[Data listing — start]

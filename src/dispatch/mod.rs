//! # Command Dispatcher
//!
//! The orchestration core of a saga participant. One inbound command message
//! becomes zero or more correlated replies: resolve the handler by command
//! type, extract path variables, acquire the configured lock, invoke the
//! handler, and map the outcome (or any failure) into reply messages sent to
//! the command's reply destination.
//!
//! Only configuration and protocol defects escalate out of
//! [`CommandDispatcher::handle_message`]; every command-level failure
//! terminates in a sent reply, either from a matching exception handler or as
//! the generic failure payload.

pub mod errors;

use async_trait::async_trait;
use std::collections::HashMap;
use std::sync::Arc;
use tracing::{debug, error, info};

use crate::command::{headers as command_headers, Failure};
use crate::config::DispatcherConfig;
use crate::locking::{LockStore, LockTarget, ReleaseDecision};
use crate::messaging::{
    headers as message_headers, Message, MessageBuilder, MessageConsumer, MessageHandler,
    MessageProducer, MessagingResult,
};
use crate::paths::{PathVariables, ResourcePath};
use crate::registry::{CommandHandler, CommandHandlers};

pub use errors::{DispatchError, InvocationError};

/// Routes inbound command messages to handlers and sends correlated replies
///
/// Safe to invoke concurrently: the only shared state is the immutable
/// registry and the lock store behind its trait.
pub struct CommandDispatcher {
    dispatcher_id: String,
    handlers: Arc<CommandHandlers>,
    producer: Arc<dyn MessageProducer>,
    lock_store: Arc<dyn LockStore>,
    config: DispatcherConfig,
}

impl CommandDispatcher {
    /// Create a dispatcher with default configuration
    pub fn new(
        dispatcher_id: impl Into<String>,
        handlers: Arc<CommandHandlers>,
        producer: Arc<dyn MessageProducer>,
        lock_store: Arc<dyn LockStore>,
    ) -> Self {
        Self::with_config(
            dispatcher_id,
            handlers,
            producer,
            lock_store,
            DispatcherConfig::default(),
        )
    }

    /// Create a dispatcher with explicit configuration
    pub fn with_config(
        dispatcher_id: impl Into<String>,
        handlers: Arc<CommandHandlers>,
        producer: Arc<dyn MessageProducer>,
        lock_store: Arc<dyn LockStore>,
        config: DispatcherConfig,
    ) -> Self {
        Self {
            dispatcher_id: dispatcher_id.into(),
            handlers,
            producer,
            lock_store,
            config,
        }
    }

    pub fn dispatcher_id(&self) -> &str {
        &self.dispatcher_id
    }

    /// Subscribe this dispatcher to the registry's channel set
    pub async fn initialize(self: &Arc<Self>, consumer: &dyn MessageConsumer) -> MessagingResult<()> {
        let channels = self.handlers.channels();
        info!(
            dispatcher_id = %self.dispatcher_id,
            channel_count = channels.len(),
            handler_count = self.handlers.handler_count(),
            "🚚 dispatcher subscribing"
        );
        consumer
            .subscribe(
                &self.dispatcher_id,
                &channels,
                Arc::clone(self) as Arc<dyn MessageHandler>,
            )
            .await
    }

    /// Handle one inbound command message end to end
    pub async fn handle_message(
        &self,
        channel: &str,
        message: Message,
    ) -> Result<(), DispatchError> {
        let command_type = message
            .required_header(command_headers::COMMAND_TYPE)?
            .to_string();
        let handler = self
            .handlers
            .find_command_handler(&command_type)
            .ok_or_else(|| DispatchError::NoHandler {
                command_type: command_type.clone(),
            })?;

        let message_id = message.required_id()?.to_string();
        let security_token = message
            .required_header(message_headers::SECURITY_TOKEN)?
            .to_string();

        debug!(
            dispatcher_id = %self.dispatcher_id,
            channel,
            command_type = %command_type,
            message_id = %message_id,
            "received command message"
        );

        let reply_to = message.header(command_headers::REPLY_TO).map(str::to_string);
        let correlation_headers =
            command_headers::correlation_headers(&message.headers, &message_id);
        let path_vars = self.path_variables(&message, &handler)?;

        let outcome = self
            .invoke_handler(&handler, &message, &message_id, &correlation_headers, &path_vars)
            .await;

        let replies = match outcome {
            Ok(replies) => {
                debug!(
                    dispatcher_id = %self.dispatcher_id,
                    message_id = %message_id,
                    reply_count = replies.len(),
                    "handler completed"
                );
                replies
            }
            Err(invocation_error) => {
                let handler_error = invocation_error.into_handler_error();
                debug!(
                    dispatcher_id = %self.dispatcher_id,
                    message_id = %message_id,
                    error_kind = %handler_error.kind(),
                    "handler failed, mapping to reply"
                );
                match self.handlers.find_exception_handler(&handler_error) {
                    Some(exception_handler) => exception_handler.invoke(&handler_error),
                    None => vec![MessageBuilder::with_payload(
                        Failure::new(handler_error.kind(), handler_error.message()).to_payload(),
                    )
                    .build()],
                }
            }
        };

        if replies.is_empty() {
            debug!(
                dispatcher_id = %self.dispatcher_id,
                message_id = %message_id,
                "no replies produced, nothing to publish"
            );
            return Ok(());
        }

        self.send_replies(replies, &correlation_headers, reply_to, &security_token, &message_id)
            .await
    }

    /// Extract path variables from the handler's pattern and the resource header
    fn path_variables(
        &self,
        message: &Message,
        handler: &CommandHandler,
    ) -> Result<PathVariables, DispatchError> {
        let Some(pattern) = handler.resource() else {
            return Ok(PathVariables::default());
        };
        let Some(raw_path) = message.header(command_headers::RESOURCE) else {
            return Ok(PathVariables::default());
        };

        let path = ResourcePath::parse(raw_path).map_err(|source| DispatchError::Resource {
            pattern: pattern.to_string(),
            path: raw_path.to_string(),
            source,
        })?;
        pattern
            .path_variable_values(&path)
            .map_err(|source| DispatchError::Resource {
                pattern: pattern.to_string(),
                path: raw_path.to_string(),
                source,
            })
    }

    /// Decode, lock, invoke, and settle the lock for one message
    async fn invoke_handler(
        &self,
        handler: &CommandHandler,
        message: &Message,
        message_id: &str,
        correlation_headers: &HashMap<String, String>,
        path_vars: &PathVariables,
    ) -> Result<Vec<Message>, InvocationError> {
        let invoker = handler.invoker();
        let command = invoker
            .decode(message.payload())
            .map_err(|source| InvocationError::PayloadConversion { source })?;

        let lock_target = invoker.lock_target(&command, path_vars);
        if let Some(target) = &lock_target {
            self.lock_store
                .acquire(target, self.config.lock_acquire_timeout())
                .await?;
        }

        let result = invoker
            .invoke(&command, message_id, correlation_headers, message, path_vars)
            .await;

        match result {
            Ok(replies) => {
                if let Some(target) = &lock_target {
                    match invoker.release_decision(&command, path_vars, &replies) {
                        ReleaseDecision::Release => self.release_lock(target).await,
                        ReleaseDecision::Hold => {
                            debug!(target = %target, "lock held for follow-up step");
                        }
                    }
                }
                Ok(replies)
            }
            Err(handler_error) => {
                if let Some(target) = &lock_target {
                    self.release_lock(target).await;
                }
                Err(InvocationError::Handler(handler_error))
            }
        }
    }

    async fn release_lock(&self, target: &LockTarget) {
        if let Err(e) = self.lock_store.release(target).await {
            error!(target = %target, error = %e, "lock release failed");
        }
    }

    /// Attach correlation headers and the security token, then send each reply
    ///
    /// Sends are independent: one failed send is logged and the remaining
    /// replies are still attempted.
    async fn send_replies(
        &self,
        replies: Vec<Message>,
        correlation_headers: &HashMap<String, String>,
        reply_to: Option<String>,
        security_token: &str,
        message_id: &str,
    ) -> Result<(), DispatchError> {
        let destination = reply_to.ok_or_else(|| DispatchError::NoReplyDestination {
            message_id: message_id.to_string(),
        })?;

        for reply in replies {
            let outbound = MessageBuilder::with_message(reply)
                .extra_headers(correlation_headers.clone())
                .header(message_headers::SECURITY_TOKEN, security_token)
                .build();
            if let Err(e) = self.producer.send(&destination, outbound).await {
                error!(
                    dispatcher_id = %self.dispatcher_id,
                    destination = %destination,
                    message_id = %message_id,
                    error = %e,
                    "reply send failed"
                );
            }
        }
        Ok(())
    }
}

#[async_trait]
impl MessageHandler for CommandDispatcher {
    async fn handle(&self, channel: &str, message: Message) -> anyhow::Result<()> {
        self.handle_message(channel, message).await?;
        Ok(())
    }
}

#[cfg(test)]
mod tests {
    use super::*;
    use crate::command::CommandMessage;
    use crate::locking::InMemoryLockStore;
    use crate::registry::{CommandHandlerDef, CommandHandlersBuilder};
    use serde::Deserialize;

    #[derive(Debug, Clone, Deserialize)]
    struct Ping {}

    fn inbound(headers: &[(&str, &str)]) -> Message {
        Message::new(
            "{}",
            headers
                .iter()
                .map(|(k, v)| (k.to_string(), v.to_string()))
                .collect(),
        )
    }

    fn dispatcher(handlers: CommandHandlers) -> (CommandDispatcher, Arc<crate::messaging::InMemoryTransport>) {
        let transport = Arc::new(crate::messaging::InMemoryTransport::new());
        let dispatcher = CommandDispatcher::new(
            "test-dispatcher",
            Arc::new(handlers),
            transport.clone(),
            Arc::new(InMemoryLockStore::new()),
        );
        (dispatcher, transport)
    }

    #[tokio::test]
    async fn test_unregistered_command_type_escalates() {
        let handlers = CommandHandlersBuilder::from_channel("orderService")
            .build()
            .unwrap();
        let (dispatcher, transport) = dispatcher(handlers);

        let err = dispatcher
            .handle_message(
                "orderService",
                inbound(&[
                    ("command_type", "UnknownCommand"),
                    ("message_id", "msg-1"),
                    ("security_token", "tok-1"),
                ]),
            )
            .await
            .unwrap_err();

        assert!(matches!(err, DispatchError::NoHandler { .. }));
        assert!(transport.sent_messages().is_empty());
    }

    #[tokio::test]
    async fn test_missing_security_token_escalates_before_reply() {
        let handlers = CommandHandlersBuilder::from_channel("orderService")
            .on_command(CommandHandlerDef::new(
                "Ping",
                |_cm: CommandMessage<Ping>, _vars| async move { Ok(Vec::new()) },
            ))
            .build()
            .unwrap();
        let (dispatcher, transport) = dispatcher(handlers);

        let err = dispatcher
            .handle_message(
                "orderService",
                inbound(&[
                    ("command_type", "Ping"),
                    ("message_id", "msg-1"),
                    ("command_reply_to", "replies"),
                ]),
            )
            .await
            .unwrap_err();

        assert!(matches!(err, DispatchError::MissingHeader { .. }));
        assert!(transport.sent_messages().is_empty());
    }

    #[tokio::test]
    async fn test_empty_replies_send_nothing() {
        let handlers = CommandHandlersBuilder::from_channel("orderService")
            .on_command(CommandHandlerDef::new(
                "Ping",
                |_cm: CommandMessage<Ping>, _vars| async move { Ok(Vec::new()) },
            ))
            .build()
            .unwrap();
        let (dispatcher, transport) = dispatcher(handlers);

        dispatcher
            .handle_message(
                "orderService",
                inbound(&[
                    ("command_type", "Ping"),
                    ("message_id", "msg-1"),
                    ("security_token", "tok-1"),
                    ("command_reply_to", "replies"),
                ]),
            )
            .await
            .unwrap();

        assert!(transport.sent_messages().is_empty());
    }

    #[tokio::test]
    async fn test_replies_without_destination_escalate() {
        let handlers = CommandHandlersBuilder::from_channel("orderService")
            .on_command(CommandHandlerDef::new(
                "Ping",
                |_cm: CommandMessage<Ping>, _vars| async move {
                    Ok(vec![MessageBuilder::with_payload("{}").build()])
                },
            ))
            .build()
            .unwrap();
        let (dispatcher, transport) = dispatcher(handlers);

        let err = dispatcher
            .handle_message(
                "orderService",
                inbound(&[
                    ("command_type", "Ping"),
                    ("message_id", "msg-1"),
                    ("security_token", "tok-1"),
                ]),
            )
            .await
            .unwrap_err();

        assert!(matches!(err, DispatchError::NoReplyDestination { .. }));
        assert!(transport.sent_messages().is_empty());
    }
}
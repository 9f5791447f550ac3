//! Generic failure payload for unmapped handler errors.

use serde::{Deserialize, Serialize};

/// Payload of the generic failure reply
///
/// Sent when a command fails and no exception handler matches the error.
/// The schema is stable: `{"error": <kind>, "message": <text>}`, where
/// `error` is the failure kind tag and `message` is human-readable detail.
#[derive(Debug, Clone, Serialize, Deserialize, PartialEq, Eq)]
pub struct Failure {
    /// Failure kind tag
    pub error: String,
    /// Human-readable detail
    pub message: String,
}

impl Failure {
    pub fn new(error: impl Into<String>, message: impl Into<String>) -> Self {
        Self {
            error: error.into(),
            message: message.into(),
        }
    }

    /// Serialize to the wire payload
    pub fn to_payload(&self) -> String {
        serde_json::json!({
            "error": self.error,
            "message": self.message,
        })
        .to_string()
    }
}

#[cfg(test)]
mod tests {
    use super::*;

    #[test]
    fn test_payload_schema_is_stable() {
        let failure = Failure::new("InsufficientStock", "only 2 units left");
        let payload = failure.to_payload();
        let parsed: Failure = serde_json::from_str(&payload).unwrap();
        assert_eq!(parsed, failure);
        assert_eq!(
            payload,
            r#"{"error":"InsufficientStock","message":"only 2 units left"}"#
        );
    }
}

[Data listing — finish]

Quote, with nothing altered, all lines from the start of the entries to the line that carries "is the immutable", inclusive.

## Problem solution
filename src/dispatch/mod.rs
//! # Command Dispatcher
//!
//! The orchestration core of a saga participant. One inbound command message
//! becomes zero or more correlated replies: resolve the handler by command
//! type, extract path variables, acquire the configured lock, invoke the
//! handler, and map the outcome (or any failure) into reply messages sent to
//! the command's reply destination.
//!
//! Only configuration and protocol defects escalate out of
//! [`CommandDispatcher::handle_message`]; every command-level failure
//! terminates in a sent reply, either from a matching exception handler or as
//! the generic failure payload.

pub mod errors;

use async_trait::async_trait;
use std::collections::HashMap;
use std::sync::Arc;
use tracing::{debug, error, info};

use crate::command::{headers as command_headers, Failure};
use crate::config::DispatcherConfig;
use crate::locking::{LockStore, LockTarget, ReleaseDecision};
use crate::messaging::{
    headers as message_headers, Message, MessageBuilder, MessageConsumer, MessageHandler,
    MessageProducer, MessagingResult,
};
use crate::paths::{PathVariables, ResourcePath};
use crate::registry::{CommandHandler, CommandHandlers};

pub use errors::{DispatchError, InvocationError};

/// Routes inbound command messages to handlers and sends correlated replies
///
/// Safe to invoke concurrently: the only shared state is the immutable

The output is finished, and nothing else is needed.